### SOURCE DATA
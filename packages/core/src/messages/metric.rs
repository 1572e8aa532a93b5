//! Ad-hoc metric records emitted by components.

use std::collections::BTreeMap;

use serde::{Deserialize, Serialize};
use serde_json::Value;

use crate::error::MetricError;

/// Metric kind. Variant names match the wire strings exactly.
#[derive(Debug, Clone, Copy, PartialEq, Eq, Hash, PartialOrd, Ord, Serialize, Deserialize)]
#[allow(non_camel_case_types, clippy::upper_case_acronyms)]
pub enum MetricType {
    COUNTER,
    GAUGE,
    TIMER,
}

impl MetricType {
    /// Parses the wire name. Unknown names yield `None`.
    #[must_use]
    pub fn parse(s: &str) -> Option<Self> {
        match s {
            "COUNTER" => Some(Self::COUNTER),
            "GAUGE" => Some(Self::GAUGE),
            "TIMER" => Some(Self::TIMER),
            _ => None,
        }
    }

    #[must_use]
    pub fn as_str(self) -> &'static str {
        match self {
            Self::COUNTER => "COUNTER",
            Self::GAUGE => "GAUGE",
            Self::TIMER => "TIMER",
        }
    }
}

/// One metric observation.
///
/// TIMER values are milliseconds; the aggregator converts them to seconds.
#[derive(Debug, Clone, PartialEq, Serialize, Deserialize)]
pub struct MetricRecord {
    pub key: String,
    #[serde(rename = "type")]
    pub metric_type: MetricType,
    pub value: f64,
    #[serde(default, skip_serializing_if = "BTreeMap::is_empty")]
    pub tags: BTreeMap<String, String>,
}

impl MetricRecord {
    #[must_use]
    pub fn new(metric_type: MetricType, key: impl Into<String>, value: f64) -> Self {
        Self {
            key: key.into(),
            metric_type,
            value,
            tags: BTreeMap::new(),
        }
    }

    #[must_use]
    pub fn counter(key: impl Into<String>, value: f64) -> Self {
        Self::new(MetricType::COUNTER, key, value)
    }

    #[must_use]
    pub fn gauge(key: impl Into<String>, value: f64) -> Self {
        Self::new(MetricType::GAUGE, key, value)
    }

    /// A TIMER record; `millis` is the elapsed time in milliseconds.
    #[must_use]
    pub fn timer(key: impl Into<String>, millis: f64) -> Self {
        Self::new(MetricType::TIMER, key, millis)
    }

    #[must_use]
    pub fn with_tag(mut self, key: impl Into<String>, value: impl Into<String>) -> Self {
        self.tags.insert(key.into(), value.into());
        self
    }

    /// Checks the invariants serde cannot express: a non-empty key, a finite
    /// value, and a non-negative duration for timers. `index` is the record's
    /// position in its batch.
    ///
    /// # Errors
    ///
    /// Returns the first violated invariant.
    pub fn validate(&self, index: usize) -> Result<(), MetricError> {
        if self.key.is_empty() {
            return Err(MetricError::MissingKey { index });
        }
        if !self.value.is_finite() {
            return Err(MetricError::NonFiniteValue {
                key: self.key.clone(),
            });
        }
        if self.metric_type == MetricType::TIMER && self.value < 0.0 {
            return Err(MetricError::NegativeTimer {
                key: self.key.clone(),
            });
        }
        Ok(())
    }

    /// Strictly parses one record from an untyped JSON document.
    ///
    /// Tag values may be strings, numbers or booleans; non-string scalars are
    /// stringified.
    ///
    /// # Errors
    ///
    /// Returns a [`MetricError`] describing the first problem found.
    pub fn from_value(index: usize, value: &Value) -> Result<Self, MetricError> {
        let Value::Object(obj) = value else {
            return Err(MetricError::NotAnObject { index });
        };
        let metric_type = match obj.get("type") {
            Some(Value::String(s)) => {
                MetricType::parse(s).ok_or_else(|| MetricError::UnknownType {
                    index,
                    found: s.clone(),
                })?
            }
            Some(other) => {
                return Err(MetricError::UnknownType {
                    index,
                    found: other.to_string(),
                })
            }
            None => {
                return Err(MetricError::UnknownType {
                    index,
                    found: String::new(),
                })
            }
        };
        let key = match obj.get("key") {
            Some(Value::String(k)) => k.clone(),
            _ => return Err(MetricError::MissingKey { index }),
        };
        let value = obj
            .get("value")
            .and_then(Value::as_f64)
            .ok_or(MetricError::MissingValue { index })?;
        let tags = match obj.get("tags") {
            None | Some(Value::Null) => BTreeMap::new(),
            Some(Value::Object(map)) => map
                .iter()
                .map(|(k, v)| match v {
                    Value::String(s) => Ok((k.clone(), s.clone())),
                    Value::Number(_) | Value::Bool(_) => Ok((k.clone(), v.to_string())),
                    _ => Err(MetricError::InvalidTags { index }),
                })
                .collect::<Result<_, _>>()?,
            Some(_) => return Err(MetricError::InvalidTags { index }),
        };
        let record = Self {
            key,
            metric_type,
            value,
            tags,
        };
        record.validate(index)?;
        Ok(record)
    }

    /// Parses a JSON list of records, failing on the first bad one.
    ///
    /// # Errors
    ///
    /// Returns `MetricError::NotAList` for a non-array document, otherwise the
    /// error of the first invalid record.
    pub fn parse_list(value: &Value) -> Result<Vec<Self>, MetricError> {
        let Value::Array(items) = value else {
            return Err(MetricError::NotAList);
        };
        items
            .iter()
            .enumerate()
            .map(|(i, v)| Self::from_value(i, v))
            .collect()
    }
}

#[cfg(test)]
mod tests {
    use serde_json::json;

    use super::*;

    #[test]
    fn parses_all_three_types() {
        let list = json!([
            {"type": "COUNTER", "key": "c", "value": 1},
            {"type": "GAUGE", "key": "g", "value": 2.5, "tags": {"a": "b"}},
            {"type": "TIMER", "key": "t", "value": 20.2}
        ]);
        let records = MetricRecord::parse_list(&list).unwrap();
        assert_eq!(records.len(), 3);
        assert_eq!(records[0], MetricRecord::counter("c", 1.0));
        assert_eq!(records[1], MetricRecord::gauge("g", 2.5).with_tag("a", "b"));
        assert_eq!(records[2].metric_type, MetricType::TIMER);
    }

    #[test]
    fn unknown_type_is_rejected() {
        let err = MetricRecord::parse_list(&json!([{"type": "BAD", "key": "x", "value": 1}]))
            .unwrap_err();
        assert_eq!(
            err,
            MetricError::UnknownType {
                index: 0,
                found: "BAD".into()
            }
        );
    }

    #[test]
    fn missing_key_and_value_are_rejected() {
        let no_key = json!([{"type": "COUNTER", "value": 1}]);
        assert_eq!(
            MetricRecord::parse_list(&no_key).unwrap_err(),
            MetricError::MissingKey { index: 0 }
        );
        let no_value = json!([{"type": "COUNTER", "key": "x"}, {"type": "GAUGE", "key": "y"}]);
        assert_eq!(
            MetricRecord::parse_list(&no_value).unwrap_err(),
            MetricError::MissingValue { index: 0 }
        );
        let bad_value = json!([{"type": "GAUGE", "key": "y", "value": "1"}]);
        assert!(MetricRecord::parse_list(&bad_value).is_err());
    }

    #[test]
    fn empty_key_is_rejected() {
        let empty = json!([{"type": "COUNTER", "key": "", "value": 1}]);
        assert_eq!(
            MetricRecord::parse_list(&empty).unwrap_err(),
            MetricError::MissingKey { index: 0 }
        );
    }

    #[test]
    fn scalar_tags_are_stringified() {
        let list = json!([{"type": "COUNTER", "key": "c", "value": 1, "tags": {"n": 3, "b": true}}]);
        let rec = &MetricRecord::parse_list(&list).unwrap()[0];
        assert_eq!(rec.tags["n"], "3");
        assert_eq!(rec.tags["b"], "true");
        let nested = json!([{"type": "COUNTER", "key": "c", "value": 1, "tags": {"n": [1]}}]);
        assert_eq!(
            MetricRecord::parse_list(&nested).unwrap_err(),
            MetricError::InvalidTags { index: 0 }
        );
    }

    #[test]
    fn not_a_list() {
        assert_eq!(
            MetricRecord::parse_list(&json!({"type": "COUNTER"})).unwrap_err(),
            MetricError::NotAList
        );
    }

    #[test]
    fn validate_catches_non_finite() {
        let rec = MetricRecord::gauge("g", f64::NAN);
        assert!(matches!(
            rec.validate(0),
            Err(MetricError::NonFiniteValue { .. })
        ));
    }

    #[test]
    fn negative_timer_is_rejected() {
        let list = json!([{"type": "TIMER", "key": "t", "value": -3}]);
        assert_eq!(
            MetricRecord::parse_list(&list).unwrap_err(),
            MetricError::NegativeTimer { key: "t".into() }
        );
        assert!(MetricRecord::timer("t", 0.0).validate(0).is_ok());
        assert!(MetricRecord::gauge("g", -3.0).validate(0).is_ok());
    }

    #[test]
    fn serde_uses_type_field() {
        let rec = MetricRecord::timer("t", 1.5);
        assert_eq!(
            serde_json::to_value(&rec).unwrap(),
            json!({"key": "t", "type": "TIMER", "value": 1.5})
        );
    }
}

### DIRECTIONS FOR THIS TASK
Among the lines above, which ones hold the string "nested"? Show them.

### RESULT FOR THIS EXERCISE
        let nested = json!([{"type": "COUNTER", "key": "c", "value": 1, "tags": {"n": [1]}}]);
            MetricRecord::parse_list(&nested).unwrap_err(),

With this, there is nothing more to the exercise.